Vielleicht ist Feminismus eher so ein Urknallmoment, wo alles immer zeitgleich passiert, deshalb scheinen dauernd die grundlegendsten Fragen aufs Neue ungeklärt, fühlt man sich ständig zurückgeworfen. „Widerspricht sich das nicht?“, fragt der Neue, der beim Stammtisch auftaucht, ein bi Twink aus dem frühen 21. Jahrhundert, geflohen vor Familie, Heteros und männlichkeitsbesessenen Schwulen, auf der Suche nach Feminismus. „Wie soll das gehen?

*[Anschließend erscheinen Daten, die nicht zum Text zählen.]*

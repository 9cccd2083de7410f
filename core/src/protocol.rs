use anyhow::{anyhow, Error, Result};

/// A transport protocol as it appears in a policy port declaration.
#[derive(Copy, Clone, Debug, Default, PartialEq, Eq, PartialOrd, Ord, Hash)]
pub enum Protocol {
    #[default]
    Tcp,
    Udp,
    Sctp,
}

/// A protocol with an optional numeric port; no port means every port of the
/// protocol.
#[derive(Copy, Clone, Debug, PartialEq, Eq)]
pub struct ProtocolPort {
    pub protocol: Protocol,
    pub port: Option<u16>,
}

// === impl Protocol ===

impl std::str::FromStr for Protocol {
    type Err = Error;

    fn from_str(s: &str) -> Result<Self> {
        if s.eq_ignore_ascii_case("tcp") {
            Ok(Self::Tcp)
        } else if s.eq_ignore_ascii_case("udp") {
            Ok(Self::Udp)
        } else if s.eq_ignore_ascii_case("sctp") {
            Ok(Self::Sctp)
        } else {
            Err(anyhow!("invalid protocol: {:?}", s))
        }
    }
}

impl std::fmt::Display for Protocol {
    fn fmt(&self, f: &mut std::fmt::Formatter<'_>) -> std::fmt::Result {
        match self {
            Self::Tcp => "tcp".fmt(f),
            Self::Udp => "udp".fmt(f),
            Self::Sctp => "sctp".fmt(f),
        }
    }
}
#![deny(warnings, rust_2018_idioms)]
#![forbid(unsafe_code)]

#[tokio::main]
async fn main() -> anyhow::Result<()> {
    netpol_agent::Args::parse_and_run().await
}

Gleich sein wollen und darauf bestehen, anders zu sein?“

„Das haben wir doch schon tausendmal durch!“, stöhnt Mo aus den 80ern, die gerade ein Tablett mit Shots für alle vom Tresen herüberschleppt. „Okay, aber Geschlecht ist konstruiert, ja?“, versucht es der Twink noch einmal. „Nö, meins fühlt sich ziemlich echt an“, sagt Dex und rammt sei­n*ihr leeres Glas auf die Tischplatte. „Materie, baby!“

Die Sex-Gender-Trennung

Das Restaurant am Ende des Feminismus hat Karaoke-Night, deshalb singt auf der Bühne ein Fin-de-Siècle-Dandy im Gehrock Operettenschlager in Mezzosopranlage. Der feministische Stammtisch ist noch nicht betrunken genug, daher wird weiterdiskutiert. Es gibt Streit darüber, ob man Simone de Beauvoir einladen sollte, „immerhin hat sie uns die Sex-Gender-Trennung eingebrockt“, sagt Marisol, die Genderwissenschaftlerin, überm Kamillentee. „Die wird öfter missverstanden, als dass sie nützt!“ „Blödsinn“, sagt Marisols Doktorgroßmutter Carmen, „Ohne sie hätten wir wahrscheinlich noch das ganze 20. Jahrhundert über Männer- und Frauenhirne geredet oder über die Zauberkraft des Uterus.“ „Tun wir doch grade wieder“, mault Dex (späte 2020er). „Alle wollen auf einmal wissen, ob ich gebären kann.“

Kurzes betretenes Schweigen. Mit großen Augen fragt der Twink: „Also Simone de Beauvoir würde echt hier herkommen?“ „Unwahrscheinlich“, sagt Mo, „aber wir schreiben dann halt ‚angefragt‘ aufs Plakat.“

Es fließen noch ein paar Shots und es verklingen widersprüchliche Meinungen unaufgelöst im Raum. Marisol weint ein bisschen und Carmen fängt an zu lallen. „Postfeminism, baby!“, brüllt Dex und springt auf, dem Dandy das Mikro zu entreißen. „Wenn wir uns einigen, haben wir verloren.“ Der Twink wird immer verzweifelter. „Haben wir denn überhaupt nichts, das uns verbindet?“, fleht er.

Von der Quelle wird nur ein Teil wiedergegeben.